Bezier coordinates for circle

Hi guys,

How to make Bezier curve circle shaped with radius R? 

This is my current code downloaded from https://gist.github.com/dantes2023/bcedb9b0ffd80d3682ba#file-main-lua-L31

I’m looking for not hardcoded bezier curve.

Thanks

Did you look into this tutorial?

https://coronalabs.com/blog/2014/09/09/tutorial-working-with-curved-paths/

If you’re willing to stick with cubic curves (at least for the circle case), you might try splitting the circle up into four arcs at the points (R, 0), (0, R), (-R, 0), and (0, -R), then join them using Hermite curves (see about 3/4 of the way down this page). The tangents at those points would be (0, -1), (-1, 0), (0, 1), and (1, 0) respectively. (Or their negative counterparts.)

I have some code to convert from Hermite to Bezier form here.
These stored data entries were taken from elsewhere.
//! Small reqwest wrapper: one attempt per call, body always read as text.
//!
//! Status codes are not interpreted here. Callers get a [`RawResponse`] for
//! every answer the server gives, success or not, and only transport
//! failures come back as [`HttpError`].
//!
//! ```no_run
//! # async fn demo() -> Result<(), glean_http::HttpError> {
//! use glean_http::{HttpClient, RequestOpts};
//!
//! let client = HttpClient::new("https://api.example.com/v1/")?;
//! let resp = client.get_text("items", RequestOpts::default()).await?;
//! if resp.is_success() {
//!     println!("{}", resp.body);
//! }
//! # Ok(()) }
//! ```
//!
//! Logging never includes the bearer token. Set `GLEAN_HTTP_RAW=1` to also
//! log each request as a curl command and each full response body under the
//! `http.raw` target.

use std::sync::atomic::{AtomicU64, Ordering};
use std::time::{Duration, Instant};

use reqwest::header::{AUTHORIZATION, CONTENT_TYPE, HeaderMap, HeaderValue};
use reqwest::{Client, Method, StatusCode, Url};
use serde::Serialize;
use thiserror::Error;

const RAW_ENV: &str = "GLEAN_HTTP_RAW";
const RAW_MAX_BODY: usize = 64 * 1024;
const SNIPPET_MAX: usize = 500;

static NEXT_REQUEST_ID: AtomicU64 = AtomicU64::new(1);

#[derive(Debug, Error)]
pub enum HttpError {
    #[error("invalid URL: {0}")]
    Url(String),
    #[error("request build failed: {0}")]
    Build(String),
    #[error("network error: {0}")]
    Network(String),
    /// The bearer token cannot be sent as a header value.
    #[error("{0}")]
    Credential(String),
}

#[derive(Clone, Debug, Default)]
pub struct RequestOpts<'a> {
    /// Overrides the client timeout; with neither set there is no timeout.
    pub timeout: Option<Duration>,
    /// Sent as `Authorization: Bearer <token>` after trimming.
    pub bearer: Option<&'a str>,
    pub headers: Option<HeaderMap>,
}

#[derive(Debug, Clone)]
pub struct RawResponse {
    pub status: StatusCode,
    pub body: String,
}

impl RawResponse {
    pub fn is_success(&self) -> bool {
        self.status.is_success()
    }
}

#[derive(Clone)]
pub struct HttpClient {
    base: Url,
    inner: Client,
    timeout: Option<Duration>,
}

impl HttpClient {
    /// Client whose relative paths resolve against `base`; an empty path
    /// means `base` itself.
    pub fn new(base: &str) -> Result<Self, HttpError> {
        let base = Url::parse(base).map_err(|e| HttpError::Url(e.to_string()))?;
        let inner = Client::builder()
            .build()
            .map_err(|e| HttpError::Build(e.to_string()))?;
        Ok(Self {
            base,
            inner,
            timeout: None,
        })
    }

    pub fn with_timeout(mut self, timeout: Duration) -> Self {
        self.timeout = Some(timeout);
        self
    }

    pub async fn get_text(
        &self,
        path: &str,
        opts: RequestOpts<'_>,
    ) -> Result<RawResponse, HttpError> {
        self.send(Method::GET, path, None, opts).await
    }

    /// POST `body` as JSON. Non-2xx answers are returned, not raised.
    pub async fn post_json_raw<B>(
        &self,
        path: &str,
        body: &B,
        opts: RequestOpts<'_>,
    ) -> Result<RawResponse, HttpError>
    where
        B: Serialize + ?Sized,
    {
        let bytes = serde_json::to_vec(body).map_err(|e| HttpError::Build(e.to_string()))?;
        self.send(Method::POST, path, Some(bytes), opts).await
    }

    fn resolve(&self, path: &str) -> Result<Url, HttpError> {
        if path.is_empty() {
            return Ok(self.base.clone());
        }
        self.base
            .join(path)
            .map_err(|e| HttpError::Url(e.to_string()))
    }

    async fn send(
        &self,
        method: Method,
        path: &str,
        body: Option<Vec<u8>>,
        opts: RequestOpts<'_>,
    ) -> Result<RawResponse, HttpError> {
        let url = self.resolve(path)?;
        let timeout = opts.timeout.or(self.timeout);
        let req_id = NEXT_REQUEST_ID.fetch_add(1, Ordering::Relaxed);

        let mut headers = opts.headers.unwrap_or_default();
        if body.is_some() {
            headers.insert(CONTENT_TYPE, HeaderValue::from_static("application/json"));
        }
        if let Some(token) = opts.bearer {
            headers.insert(AUTHORIZATION, bearer_header(token)?);
        }

        tracing::debug!(
            req_id,
            %method,
            host = url.host_str().unwrap_or("-"),
            path = url.path(),
            timeout_ms = timeout.map(|t| t.as_millis() as u64),
            authenticated = opts.bearer.is_some(),
            body_len = body.as_ref().map_or(0, Vec::len),
            "http.request.start"
        );
        if raw_enabled() {
            let curl = make_curl(&method, &url, &headers, body.as_deref());
            tracing::debug!(target: "http.raw", req_id, %curl, "request");
        }

        let mut rb = self.inner.request(method, url).headers(headers);
        if let Some(t) = timeout {
            rb = rb.timeout(t);
        }
        if let Some(bytes) = body {
            rb = rb.body(bytes);
        }

        let started = Instant::now();
        let resp = rb.send().await.map_err(|e| network_error(req_id, "send", e))?;
        let status = resp.status();
        let headers = resp.headers().clone();
        let body = resp
            .text()
            .await
            .map_err(|e| network_error(req_id, "body", e))?;
        let duration_ms = started.elapsed().as_millis() as u64;

        tracing::debug!(req_id, %status, duration_ms, body_len = body.len(), "http.response.headers");
        if raw_enabled() {
            let mut text = body.clone();
            let truncated = text.len() > RAW_MAX_BODY;
            truncate_at_char_boundary(&mut text, RAW_MAX_BODY);
            tracing::debug!(
                target: "http.raw",
                req_id,
                %status,
                headers = ?redact_headers(&headers),
                body = %text,
                truncated,
                "response"
            );
        }
        if !status.is_success() {
            tracing::warn!(req_id, %status, body_snippet = %snip_body(&body), "http.error");
        }

        Ok(RawResponse { status, body })
    }
}

fn network_error(req_id: u64, stage: &'static str, err: reqwest::Error) -> HttpError {
    let message = err.to_string();
    tracing::warn!(req_id, stage, %message, "http.error");
    HttpError::Network(message)
}

fn raw_enabled() -> bool {
    matches!(
        std::env::var(RAW_ENV).as_deref(),
        Ok("1") | Ok("true") | Ok("yes")
    )
}

/// Build the `Authorization` value from a key. Only surrounding whitespace is
/// dropped; a key that cannot travel as a header is refused before a request
/// is made.
fn bearer_header(raw: &str) -> Result<HeaderValue, HttpError> {
    let token = raw.trim();

    if !token.is_ascii() {
        return Err(HttpError::Credential("API key contains non-ASCII characters".into()));
    }
    if token.bytes().any(|b| b.is_ascii_control()) {
        return Err(HttpError::Credential("API key contains control characters".into()));
    }

    let mut value = HeaderValue::from_str(&format!("Bearer {token}"))
        .map_err(|e| HttpError::Build(format!("invalid Authorization header: {e}")))?;
    value.set_sensitive(true);
    Ok(value)
}

fn redact_headers(headers: &HeaderMap) -> Vec<(String, String)> {
    headers
        .iter()
        .map(|(name, value)| {
            let shown = if name == AUTHORIZATION {
                "Bearer <redacted>".to_string()
            } else {
                value.to_str().unwrap_or("<binary>").to_string()
            };
            (name.as_str().to_string(), shown)
        })
        .collect()
}

/// Curl equivalent of a request for reproducing it by hand, secrets redacted.
fn make_curl(method: &Method, url: &Url, headers: &HeaderMap, body: Option<&[u8]>) -> String {
    let quote = |s: &str| format!("'{}'", s.replace('\'', r"'\''"));
    let mut parts = vec!["curl".to_string(), format!("-X{method}")];
    for (name, value) in redact_headers(headers) {
        parts.push(format!("-H {}", quote(&format!("{name}: {value}"))));
    }
    match body.map(std::str::from_utf8) {
        Some(Ok(text)) => {
            let mut text = text.to_string();
            truncate_at_char_boundary(&mut text, RAW_MAX_BODY);
            parts.push(format!("-d {}", quote(&text)));
        }
        Some(Err(_)) => parts.push("--data-binary @-".to_string()),
        None => {}
    }
    parts.push(quote(url.as_str()));
    parts.join(" ")
}

fn snip_body(body: &str) -> String {
    if body.len() <= SNIPPET_MAX {
        return body.to_string();
    }
    let mut snip = body.to_string();
    truncate_at_char_boundary(&mut snip, SNIPPET_MAX);
    snip.push_str("...");
    snip
}

fn truncate_at_char_boundary(s: &mut String, max: usize) {
    if s.len() <= max {
        return;
    }
    let mut cut = max;
    while !s.is_char_boundary(cut) {
        cut -= 1;
    }
    s.truncate(cut);
}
That would be called as

local cubic = require("cubic") -- stuff... cubic.HermiteToBezier(Point1, Point2, Tangent1, Tangent2, P1, Q1, Q2, P2)

where the last four would be your outputs, P1 and P2 being the endpoints on the Bezier curve, Q1 and Q2 the control points. (All of these are tables with x and y components.)

Is there any more solutions? It’s very complicated and I didn’t succeed.

Heh, I suppose that was a bit vague.

Anyhow, I puttered around with it and turns out what I suggested would give you a diamond.  Though you can normalize it, which tends to work fine.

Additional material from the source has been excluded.